• **REQUIREMENT**
For the word "with", search the records and show each line in which it occurs.

• **DATA PROVIDED**
__________
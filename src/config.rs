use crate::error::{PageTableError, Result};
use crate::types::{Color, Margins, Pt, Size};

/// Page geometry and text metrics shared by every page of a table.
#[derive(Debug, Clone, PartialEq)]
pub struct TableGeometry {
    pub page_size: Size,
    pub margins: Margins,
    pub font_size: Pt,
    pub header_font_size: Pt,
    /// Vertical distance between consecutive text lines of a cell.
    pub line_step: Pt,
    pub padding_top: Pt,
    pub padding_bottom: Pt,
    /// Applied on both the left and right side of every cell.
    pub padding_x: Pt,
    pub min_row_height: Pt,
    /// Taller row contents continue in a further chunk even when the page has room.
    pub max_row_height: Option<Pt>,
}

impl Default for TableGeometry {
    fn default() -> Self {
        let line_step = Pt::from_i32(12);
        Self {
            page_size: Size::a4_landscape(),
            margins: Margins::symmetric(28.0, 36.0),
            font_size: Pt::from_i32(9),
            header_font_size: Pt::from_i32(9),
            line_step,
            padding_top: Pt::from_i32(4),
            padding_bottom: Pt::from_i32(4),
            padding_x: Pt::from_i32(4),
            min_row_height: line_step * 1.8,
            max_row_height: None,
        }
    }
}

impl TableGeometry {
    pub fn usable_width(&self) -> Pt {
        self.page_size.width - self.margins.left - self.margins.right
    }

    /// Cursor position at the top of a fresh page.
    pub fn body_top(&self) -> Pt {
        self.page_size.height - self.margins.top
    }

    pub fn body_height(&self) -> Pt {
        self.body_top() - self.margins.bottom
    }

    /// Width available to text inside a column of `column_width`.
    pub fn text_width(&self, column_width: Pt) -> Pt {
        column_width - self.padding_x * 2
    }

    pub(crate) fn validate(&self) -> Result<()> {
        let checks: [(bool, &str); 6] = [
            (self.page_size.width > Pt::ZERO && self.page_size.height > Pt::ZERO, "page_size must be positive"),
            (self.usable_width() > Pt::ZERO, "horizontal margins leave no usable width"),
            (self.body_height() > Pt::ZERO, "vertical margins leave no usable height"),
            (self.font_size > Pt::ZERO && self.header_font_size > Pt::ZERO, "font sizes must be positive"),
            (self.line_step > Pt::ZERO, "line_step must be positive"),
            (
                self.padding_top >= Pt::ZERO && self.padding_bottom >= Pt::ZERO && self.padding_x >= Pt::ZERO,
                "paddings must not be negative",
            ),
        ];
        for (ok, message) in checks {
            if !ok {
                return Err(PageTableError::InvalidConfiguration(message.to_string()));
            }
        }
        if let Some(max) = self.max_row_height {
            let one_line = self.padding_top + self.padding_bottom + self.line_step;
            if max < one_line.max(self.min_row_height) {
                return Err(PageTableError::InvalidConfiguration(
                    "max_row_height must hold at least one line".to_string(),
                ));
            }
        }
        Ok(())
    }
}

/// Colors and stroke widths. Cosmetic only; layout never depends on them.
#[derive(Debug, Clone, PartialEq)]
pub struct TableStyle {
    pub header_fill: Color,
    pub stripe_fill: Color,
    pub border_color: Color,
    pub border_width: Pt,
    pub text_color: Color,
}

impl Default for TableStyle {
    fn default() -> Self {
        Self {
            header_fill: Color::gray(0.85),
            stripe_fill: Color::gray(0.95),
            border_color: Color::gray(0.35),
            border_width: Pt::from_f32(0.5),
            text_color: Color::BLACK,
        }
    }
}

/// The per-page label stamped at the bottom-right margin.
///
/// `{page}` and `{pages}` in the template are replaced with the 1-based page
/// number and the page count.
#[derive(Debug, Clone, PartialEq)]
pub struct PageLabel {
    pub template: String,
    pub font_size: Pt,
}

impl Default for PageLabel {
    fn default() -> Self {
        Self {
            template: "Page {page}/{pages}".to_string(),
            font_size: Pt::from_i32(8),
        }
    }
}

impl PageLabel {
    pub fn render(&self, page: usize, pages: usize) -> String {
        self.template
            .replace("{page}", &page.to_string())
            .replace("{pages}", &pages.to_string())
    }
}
__________
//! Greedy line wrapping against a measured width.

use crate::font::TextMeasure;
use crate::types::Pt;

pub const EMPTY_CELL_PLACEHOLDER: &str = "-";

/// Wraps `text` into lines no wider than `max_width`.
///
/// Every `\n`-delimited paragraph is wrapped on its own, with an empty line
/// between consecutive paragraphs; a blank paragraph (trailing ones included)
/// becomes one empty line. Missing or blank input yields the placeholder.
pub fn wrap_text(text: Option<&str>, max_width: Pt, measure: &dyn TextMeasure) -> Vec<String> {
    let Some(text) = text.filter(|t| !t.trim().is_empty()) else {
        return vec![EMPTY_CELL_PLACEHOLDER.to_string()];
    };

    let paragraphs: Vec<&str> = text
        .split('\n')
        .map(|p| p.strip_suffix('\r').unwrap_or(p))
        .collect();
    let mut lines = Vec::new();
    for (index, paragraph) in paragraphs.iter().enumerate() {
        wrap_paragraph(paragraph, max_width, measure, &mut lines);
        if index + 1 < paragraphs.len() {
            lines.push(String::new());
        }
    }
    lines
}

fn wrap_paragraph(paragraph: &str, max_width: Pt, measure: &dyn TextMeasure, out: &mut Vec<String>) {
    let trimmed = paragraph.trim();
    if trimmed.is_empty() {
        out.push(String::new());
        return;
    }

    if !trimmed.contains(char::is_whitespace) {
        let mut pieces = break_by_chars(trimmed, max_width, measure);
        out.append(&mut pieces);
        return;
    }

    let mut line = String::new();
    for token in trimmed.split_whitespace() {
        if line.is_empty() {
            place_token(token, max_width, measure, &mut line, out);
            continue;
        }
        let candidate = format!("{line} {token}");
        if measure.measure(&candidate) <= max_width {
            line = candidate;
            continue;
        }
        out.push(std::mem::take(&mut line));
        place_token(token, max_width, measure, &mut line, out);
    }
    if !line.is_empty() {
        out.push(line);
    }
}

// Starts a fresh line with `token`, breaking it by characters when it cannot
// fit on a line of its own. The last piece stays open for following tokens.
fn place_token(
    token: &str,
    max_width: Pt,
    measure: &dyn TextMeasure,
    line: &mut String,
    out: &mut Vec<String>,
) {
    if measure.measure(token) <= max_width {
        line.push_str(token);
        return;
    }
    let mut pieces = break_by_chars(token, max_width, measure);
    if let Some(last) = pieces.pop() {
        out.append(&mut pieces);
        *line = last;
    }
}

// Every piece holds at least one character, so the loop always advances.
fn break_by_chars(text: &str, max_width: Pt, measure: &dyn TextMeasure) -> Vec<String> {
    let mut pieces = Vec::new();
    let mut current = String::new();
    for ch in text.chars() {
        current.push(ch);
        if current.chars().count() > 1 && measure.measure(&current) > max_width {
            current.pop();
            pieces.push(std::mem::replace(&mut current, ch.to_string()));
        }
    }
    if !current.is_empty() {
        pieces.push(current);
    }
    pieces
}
__________
• **SOLUTION TO THE PROBLEM**
/// `{page}` and `{pages}` in the template are replaced with the 1-based page
/// Every `\n`-delimited paragraph is wrapped on its own, with an empty line
// Starts a fresh line with `token`, breaking it by characters when it cannot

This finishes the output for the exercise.